■ **WHAT YOU HAVE TO DO**: Scan the records for "index". Report each line that includes it.

**** PROVIDED DATA

//! Gradient-boosted regression trees.
//!
//! Layout follows the usual exported form of a fitted boosting regressor:
//! a constant initial prediction, a learning rate, and a list of trees whose
//! nodes are stored flat with node 0 as the root.

use serde::{Deserialize, Serialize};

use super::Predictor;
use crate::error::PredictionServiceError;
use crate::features::{FeatureVector, Field};

/// A node in a regression tree.
#[derive(Debug, Clone, Deserialize, Serialize, PartialEq)]
#[serde(untagged)]
pub enum TreeNode {
    /// Internal split: go left when `x[feature] <= threshold`
    Split {
        feature: Field,
        threshold: f64,
        left: usize,
        right: usize,
    },
    /// Leaf with its regression value
    Leaf { value: f64 },
}

#[derive(Debug, Clone, Deserialize, Serialize, PartialEq)]
#[serde(deny_unknown_fields)]
pub struct RegressionTree {
    pub nodes: Vec<TreeNode>,
}

impl RegressionTree {
    /// Walk from the root to a leaf.
    ///
    /// A malformed tree (dangling child index, or a cycle) yields an error
    /// instead of panicking or looping forever.
    pub fn evaluate(&self, features: &FeatureVector) -> Result<f64, PredictionServiceError> {
        let mut index = 0;
        // Any path longer than the node count must revisit a node
        for _ in 0..=self.nodes.len() {
            let node = self.nodes.get(index).ok_or_else(|| {
                PredictionServiceError::new(format!("tree references missing node {}", index))
            })?;
            match node {
                TreeNode::Leaf { value } => return Ok(*value),
                TreeNode::Split {
                    feature,
                    threshold,
                    left,
                    right,
                } => {
                    index = if features.get(*feature) <= *threshold {
                        *left
                    } else {
                        *right
                    };
                }
            }
        }
        Err(PredictionServiceError::new("tree contains a cycle"))
    }
}

#[derive(Debug, Clone, Deserialize, Serialize, PartialEq)]
#[serde(deny_unknown_fields)]
pub struct GradientBoostingModel {
    /// Constant prediction before any tree (usually the training mean)
    pub init: f64,
    pub learning_rate: f64,
    pub trees: Vec<RegressionTree>,
}

impl Predictor for GradientBoostingModel {
    fn predict(&self, features: &FeatureVector) -> Result<f64, PredictionServiceError> {
        let mut total = 0.0;
        for (i, tree) in self.trees.iter().enumerate() {
            let leaf = tree.evaluate(features).map_err(|e| {
                PredictionServiceError::new(format!("tree {}: {}", i, e.message))
            })?;
            total += leaf;
        }
        Ok(self.init + self.learning_rate * total)
    }

    fn describe(&self) -> String {
        format!(
            "gradient boosting ({} trees, learning rate {})",
            self.trees.len(),
            self.learning_rate
        )
    }
}

#[cfg(test)]
mod tests {
    use super::*;

    fn stump(feature: Field, threshold: f64, low: f64, high: f64) -> RegressionTree {
        RegressionTree {
            nodes: vec![
                TreeNode::Split {
                    feature,
                    threshold,
                    left: 1,
                    right: 2,
                },
                TreeNode::Leaf { value: low },
                TreeNode::Leaf { value: high },
            ],
        }
    }

    fn vector_with(field: Field, value: f64) -> FeatureVector {
        let mut values = [0.0; 10];
        values[field.index()] = value;
        FeatureVector::new(values)
    }

    #[test]
    fn test_stump_goes_left_on_equal() {
        let tree = stump(Field::Bmi, 0.0, -10.0, 10.0);
        assert_eq!(tree.evaluate(&vector_with(Field::Bmi, 0.0)).unwrap(), -10.0);
        assert_eq!(tree.evaluate(&vector_with(Field::Bmi, 0.01)).unwrap(), 10.0);
    }

    #[test]
    fn test_ensemble_sum() {
        let model = GradientBoostingModel {
            init: 150.0,
            learning_rate: 0.5,
            trees: vec![
                stump(Field::Bmi, 0.0, -20.0, 40.0),
                stump(Field::S5, 0.0, -10.0, 30.0),
            ],
        };
        let mut values = [0.0; 10];
        values[Field::Bmi.index()] = 0.05;
        values[Field::S5.index()] = -0.02;
        let result = model.predict(&FeatureVector::new(values)).unwrap();
        assert_eq!(result, 150.0 + 0.5 * (40.0 - 10.0));
    }

    #[test]
    fn test_dangling_child() {
        let tree = RegressionTree {
            nodes: vec![TreeNode::Split {
                feature: Field::Age,
                threshold: 0.0,
                left: 5,
                right: 6,
            }],
        };
        let err = tree.evaluate(&FeatureVector::new([0.0; 10])).unwrap_err();
        assert!(err.message.contains("missing node 5"));
    }

    #[test]
    fn test_cycle_detected() {
        let tree = RegressionTree {
            nodes: vec![TreeNode::Split {
                feature: Field::Age,
                threshold: 0.0,
                left: 0,
                right: 0,
            }],
        };
        let err = tree.evaluate(&FeatureVector::new([0.0; 10])).unwrap_err();
        assert!(err.message.contains("cycle"));
    }

    #[test]
    fn test_error_names_tree() {
        let model = GradientBoostingModel {
            init: 0.0,
            learning_rate: 1.0,
            trees: vec![
                stump(Field::Age, 0.0, 1.0, 2.0),
                RegressionTree { nodes: vec![] },
            ],
        };
        let err = model.predict(&FeatureVector::new([0.0; 10])).unwrap_err();
        assert!(err.message.starts_with("tree 1:"));
    }

    #[test]
    fn test_parse_nodes_json() {
        let json = r#"{"nodes": [
            {"feature": "bmi", "threshold": 0.01, "left": 1, "right": 2},
            {"value": -12.5},
            {"value": 30.0}
        ]}"#;
        let tree: RegressionTree = serde_json::from_str(json).unwrap();
        assert_eq!(tree.nodes.len(), 3);
        assert_eq!(tree.nodes[1], TreeNode::Leaf { value: -12.5 });
    }
}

********

■ **FINISHED TASK**:
    /// A malformed tree (dangling child index, or a cycle) yields an error
        let mut index = 0;
            let node = self.nodes.get(index).ok_or_else(|| {
                PredictionServiceError::new(format!("tree references missing node {}", index))
                    index = if features.get(*feature) <= *threshold {
        values[field.index()] = value;
        values[Field::Bmi.index()] = 0.05;
        values[Field::S5.index()] = -0.02;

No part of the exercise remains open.